It is possible that I am typing this post with tears in my eyes. Frustrated, tired, at the end of my rope tears. Not because anything in particular is wrong. Not because I have any real complaints in life. But because I get up everyday thinking I can do it, I can handle it and I can succeed at everything my life entails. But I go to bed every night feeling like I did not do enough, I did not accomplish enough and that I need 15 more hours in the day just to make a dent. I feel like I let everyone down. From my kids to my clients to my dogs to myself. The worst part is, I think people have this image of me as this strong woman who plows through life without fear and with confidence. But the truth is, I am not as Strong as you think I am.
The summer that just ended marked two years since I chose to be a single mom. I have come through a divorce that destroyed any image of being loved and cared for that I ever had in the relationship, the struggles of maintaining a house where there is always something to fix and the financial challenge of being left penniless with three kids needing everything. I have done it. Sometimes with little grace and sometimes with screams that left my throat sore, but I did do it. I did not do it particularly well. I did not always make the best decisions, but I did it.
You would think that just knowing that would give me a skip in my step. An attitude of ‘Bring it on World’ and an arrogant confidence that would carry me through the daily struggles that any mother faces.
But the truth is, instead, I feel like I am drowning. Like I get one thing right in my life and another goes wrong. Like I was so busy paying attention to what was most urgent at the time that the little things that kept me afloat were ignored and are now coming back to remind me of my failures.
The worst times are when my kids are at their dads girlfriend’s house. The house that is usually so full of laughter, chatter, little girl fights and noise is so damned quiet. I can hear things I normally don’t. Like the kick on of the refrigerator and creek of the lazy fan slowly disbursing the still air. Alone with my thoughts, my cell phone still as all of my friends are busy with their own families, surrounded by photos of my life before, my ex with my girls, my girls as babies, a life that was supposed to go on forever… I start to hurt.
Not because I want him back – we could all find a better mate in a rock – but because of all of the change and all of the pain and all of the hurt that I imposed on my kids by even being with him. Because in the two years since the divorce, I have learned that people I thought were friends are most certainly not, that people will say whatever they can to get what they want and that there are cracks in the concrete barricade I have around my heart that allow the little hurts to get in.
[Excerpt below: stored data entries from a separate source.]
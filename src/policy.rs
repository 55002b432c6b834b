use crate::base::*;

/// The decoding stages for a backup, chosen from the agent version that produced it.
///
/// Each layout lists its [`Stage`]s innermost first: the first stage reads the raw backup, the
/// last one is read by the copy loop.
#[derive(Debug, PartialEq, Eq, Clone, Copy)]
pub enum PipelineLayout {
    /// Agents up to 1.2.0, and agents of unknown version: decrypt, then inflate the zlib
    /// container.
    Legacy,
    /// Agents up to 1.10.0: decrypt, then decode the snappy framing.
    Framed,
    /// Newer agents, where the user states which steps to undo.
    Explicit { decrypt: bool, decompress: bool },
}

impl PipelineLayout {
    /// Picks the layout for `version`.
    ///
    /// `decrypt` and `decompress` only matter for agents newer than 1.10.0. For those,
    /// `decrypt` without a key (`keyed == false`) is an error. Older layouts decrypt only if a
    /// key is given.
    pub fn resolve(version: &AgentVersion, decrypt: bool, decompress: bool, keyed: bool) -> Result<Self, Error> {
        let layout = match version {
            AgentVersion::Unknown => PipelineLayout::Legacy,
            v if v.at_most(1, 2, 0) => PipelineLayout::Legacy,
            v if v.at_most(1, 10, 0) => PipelineLayout::Framed,
            _ if decrypt && !keyed => return Err(Error::MissingKey),
            _ => PipelineLayout::Explicit { decrypt, decompress },
        };
        log::debug!("Agent version {version}: {layout:?}");
        Ok(layout)
    }

    pub fn stages(&self) -> [Stage; 2] {
        match *self {
            PipelineLayout::Legacy => [Stage::DecryptIfKeyed, Stage::DecompressDeflate],
            PipelineLayout::Framed => [Stage::DecryptIfKeyed, Stage::DecompressSnappyFramed],
            PipelineLayout::Explicit { decrypt, decompress } => [
                if decrypt { Stage::DecryptIfKeyed } else { Stage::PassThrough(Bypass::Decryption) },
                if decompress { Stage::DecompressSnappyFramed } else { Stage::PassThrough(Bypass::Decompression) },
            ],
        }
    }
}

/// Parses `version` and picks the layout for it, see [`PipelineLayout::resolve()`].
pub fn resolve_layout(version: &str, decrypt: bool, decompress: bool, keyed: bool) -> Result<PipelineLayout, Error> {
    PipelineLayout::resolve(&version.parse()?, decrypt, decompress, keyed)
}
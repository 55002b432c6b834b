//! Restores backups taken by the CloudBackup agent to their original bytes.
//!
//! Depending on its release, the agent compressed each backup with zlib or the snappy framing
//! format, and optionally encrypted it with AES in OFB mode. [`policy`] decides from the agent
//! version which of these steps to undo, [`pipeline`] chains the matching decoding adapters from
//! [`cipher`] and [`codecs`] around the backup stream and copies it out. [`prepare`] does the
//! same for files on disk.

pub mod base;
pub mod cipher;
pub mod codecs;
pub mod policy;
pub mod pipeline;
pub mod prepare;

#[cfg(test)]
mod testutil;

pub use base::*;
pub use policy::{resolve_layout, PipelineLayout};
pub use pipeline::{execute, Pipeline};
pub use prepare::{prepare_backup_file, Request};
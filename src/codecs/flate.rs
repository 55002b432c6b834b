use std::io::{BufRead, BufReader, Chain, Cursor, Read};
use flate2::{Decompress, FlushDecompress, Status};

use crate::base::{Codec, Error};
use super::read_head;

/// Reads and checks the two-byte zlib header, then hands it back to the decoder together with
/// the rest of `input`.
pub fn decode<R: Read>(mut input: R) -> Result<FlateDecoder<BufReader<Chain<Cursor<Vec<u8>>, R>>>, Error> {
    let head = read_head(&mut input, 2)?;
    if !valid_header(&head) {
        return Err(Error::CodecHeader(Codec::Deflate));
    }
    Ok(FlateDecoder::new(BufReader::new(Cursor::new(head).chain(input))))
}

fn valid_header(head: &[u8]) -> bool {
    let &[cmf, flg] = head else {
        return false;
    };
    let method = cmf & 0x0f;
    let window = cmf >> 4;
    let preset_dict = flg & 0x20 != 0;
    method == 8 && window <= 7 && !preset_dict && (u16::from(cmf) << 8 | u16::from(flg)) % 31 == 0
}

/// Inflates a zlib stream, failing if the input ends before the Adler-32 trailer.
///
/// Anything after the trailer is left unread.
pub struct FlateDecoder<R: BufRead> {
    reader: R,
    state: Decompress,
    done: bool,
}

impl<R: BufRead> FlateDecoder<R> {
    fn new(reader: R) -> Self {
        FlateDecoder { reader, state: Decompress::new(true), done: false }
    }
}

impl<R: BufRead> Read for FlateDecoder<R> {
    fn read(&mut self, out_buf: &mut [u8]) -> std::io::Result<usize> {
        if self.done || out_buf.is_empty() {
            return Ok(0);
        }
        loop {
            let in_buf = self.reader.fill_buf()?;
            let eof = in_buf.is_empty();
            let (in_before, out_before) = (self.state.total_in(), self.state.total_out());
            let status = self.state.decompress(in_buf, out_buf, FlushDecompress::None)
                .map_err(|err| std::io::Error::new(std::io::ErrorKind::InvalidData, err))?;
            let consumed = (self.state.total_in() - in_before) as usize;
            let read = (self.state.total_out() - out_before) as usize;
            self.reader.consume(consumed);
            match status {
                Status::StreamEnd => {
                    self.done = true;
                    return Ok(read);
                },
                _ if read > 0 => return Ok(read),
                _ if eof => return Err(std::io::Error::new(std::io::ErrorKind::UnexpectedEof,
                    "zlib stream ends before its trailer")),
                _ => continue
            }
        }
    }
}
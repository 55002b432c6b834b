use std::path::PathBuf;
use std::process::ExitCode;

use clap::{ArgAction, Parser};
use cloudbackup_prepare::{prepare_backup_file, Request};

/// Decrypts and decompresses a CloudBackup backup file.
#[derive(Parser, Debug)]
#[command(disable_version_flag = true)]
struct Options {
    /// Output version information and exit
    #[arg(short = 'v', long)]
    version: bool,

    /// CloudBackup file path
    #[arg(short = 'i', long = "backup-file")]
    backup_file: Option<PathBuf>,

    /// File to save the decrypted and decompressed backup to
    #[arg(short = 'o', long = "output-file")]
    output_file: Option<PathBuf>,

    /// Encryption key to decrypt the backup file (base64url)
    #[arg(short = 'e', long = "encryption-key", default_value = "", hide_default_value = true)]
    encryption_key: String,

    /// Agent version used to take the backup (if empty it's assumed <= 1.2.0)
    #[arg(long = "agent-version", default_value = "", hide_default_value = true)]
    agent_version: String,

    /// Decrypt the backup; only consulted for agent versions above 1.10.0
    #[arg(short = 'y', long)]
    decrypt: bool,

    /// Decompress the backup; only consulted for agent versions above 1.10.0
    #[arg(short = 'z', long)]
    decompress: bool,

    /// Only report errors
    #[arg(short = 'q', long, conflicts_with = "verbose")]
    quiet: bool,

    /// Report more details, may be repeated
    #[arg(long, action = ArgAction::Count)]
    verbose: u8,
}

impl From<Options> for Request {
    fn from(opts: Options) -> Request {
        Request {
            input: opts.backup_file.unwrap_or_default(),
            output: opts.output_file.unwrap_or_default(),
            encryption_key: opts.encryption_key,
            agent_version: opts.agent_version,
            decrypt: opts.decrypt,
            decompress: opts.decompress,
        }
    }
}

fn main() -> ExitCode {
    let opts = Options::parse();
    if opts.version {
        eprintln!("{}", env!("CARGO_PKG_VERSION"));
        return ExitCode::SUCCESS;
    }

    let verbosity = if opts.quiet { 0 } else { 2 + usize::from(opts.verbose) };
    if let Err(err) = stderrlog::new()
        .verbosity(verbosity)
        .timestamp(stderrlog::Timestamp::Off)
        .init()
    {
        eprintln!("Failed to set up logging: {err}");
    }

    let request = Request::from(opts);
    match prepare_backup_file(&request) {
        Ok(_) => {
            log::info!("Process completed successfully");
            ExitCode::SUCCESS
        },
        Err(err) => {
            log::error!("{err}");
            ExitCode::FAILURE
        }
    }
}
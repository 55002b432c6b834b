//! Encoders producing backups the way the agent does, for tests.

use std::io::Write;

use base64::engine::general_purpose::URL_SAFE;
use base64::Engine as _;
use flate2::write::ZlibEncoder;
use flate2::Compression;
use ofb::cipher::{KeyIvInit, StreamCipher};
use ofb::Ofb;

pub const TEXT: &[u8] = b"-- MySQL dump 10.13  Distrib 5.7.22\n\
    CREATE TABLE `t` (`id` int NOT NULL, PRIMARY KEY (`id`));\n\
    INSERT INTO `t` VALUES (1),(2),(3),(4),(5),(6),(7),(8),(9),(10);\n";

/// AES-256 key.
pub const KEY: &str = "kpySdc2vfHL_4WebUstA29fRFacKis8LZRbLqFFY0HM=";
/// Another AES-256 key, with both URL-safe characters.
pub const OTHER_KEY: &str = "-__7__v_-__7__v_-__7__v_-__7__v_-__7__v_-_8=";
pub const KEY_128: &str = "AQIDBAUGBwgJCgsMDQ4PEA==";
pub const KEY_192: &str = "ZGVmZ2hpamtsbW5vcHFyc3R1dnd4eXp7";

pub fn encrypt(data: &[u8], key: &str) -> Vec<u8> {
    let key = URL_SAFE.decode(key).unwrap();
    let iv = [0u8; 16];
    let mut out = data.to_vec();
    match key.len() {
        16 => Ofb::<aes::Aes128>::new_from_slices(&key, &iv).unwrap().apply_keystream(&mut out),
        24 => Ofb::<aes::Aes192>::new_from_slices(&key, &iv).unwrap().apply_keystream(&mut out),
        32 => Ofb::<aes::Aes256>::new_from_slices(&key, &iv).unwrap().apply_keystream(&mut out),
        len => panic!("no AES variant for {len} byte keys")
    }
    out
}

pub fn deflate(data: &[u8]) -> Vec<u8> {
    let mut enc = ZlibEncoder::new(Vec::new(), Compression::default());
    enc.write_all(data).unwrap();
    enc.finish().unwrap()
}

pub fn snappy(data: &[u8]) -> Vec<u8> {
    let mut out = Vec::new();
    let mut enc = snap::write::FrameEncoder::new(&mut out);
    enc.write_all(data).unwrap();
    enc.flush().unwrap();
    drop(enc);
    out
}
Usually, I can buck up buttercup and work through anything that comes my way. I am a child of loss, after all, and though recently I have lost a dear friend from the past in a tragic accident, two friends who, after decades of being pals, decided they would rather not anymore, I have been able to see the rainbows in the cloudy skies.
My kids are happy and healthy for the most part. My bills are paid and those who have shown me they are truly friends are here if I really told them I needed them. My children are my purpose, my work my solace and my desire to maintain a lifestyle of love and fun a dedication.
But something is hampering my ability to be content and happy with myself. Something is in the way that is not allowing me to let the small stuff go and look at the big picture. When I get the girls to bed at night and sit in my own room watching whatever feel good show I can find – let’s face it, there are not many anymore – a sadness envelopes me. I wish I had structured my day better, spent more time with my girls, hugged them one more time, played school for the 7th time in 7 days, created a more memorable childhood for them, folded more laundry, cleaned one more dish, posted one more thing. I let tears fall as I replay everything that happened during the day and berate myself for not getting it all done the right way.
Maybe with all of the change and the settling into a calm, healthier life for me and my kids, the drama in the past and the truths front and center, I am simply finally tired and my body is making me heal. Maybe I am even a little depressed as I never took the time to really hurt for the fantasy which blew up in my face and it is my time. Or maybe this is just motherhood. This constant feeling that you did OK, but not good enough. That there is always a way to do better. Always a time you regret. Always a tear for what was lost while the chaos consumed you.
I am not as strong as you think I am. But I am strong enough for right now. Strong enough to tuck my thoughts and feelings deep in the corner of my mind when I am caring for my kids. Strong enough to let them come out when I am alone and needing to heal. Strong enough to admit that even if I don’t get it right, trying is good enough.
Strong enough to admit that I am human.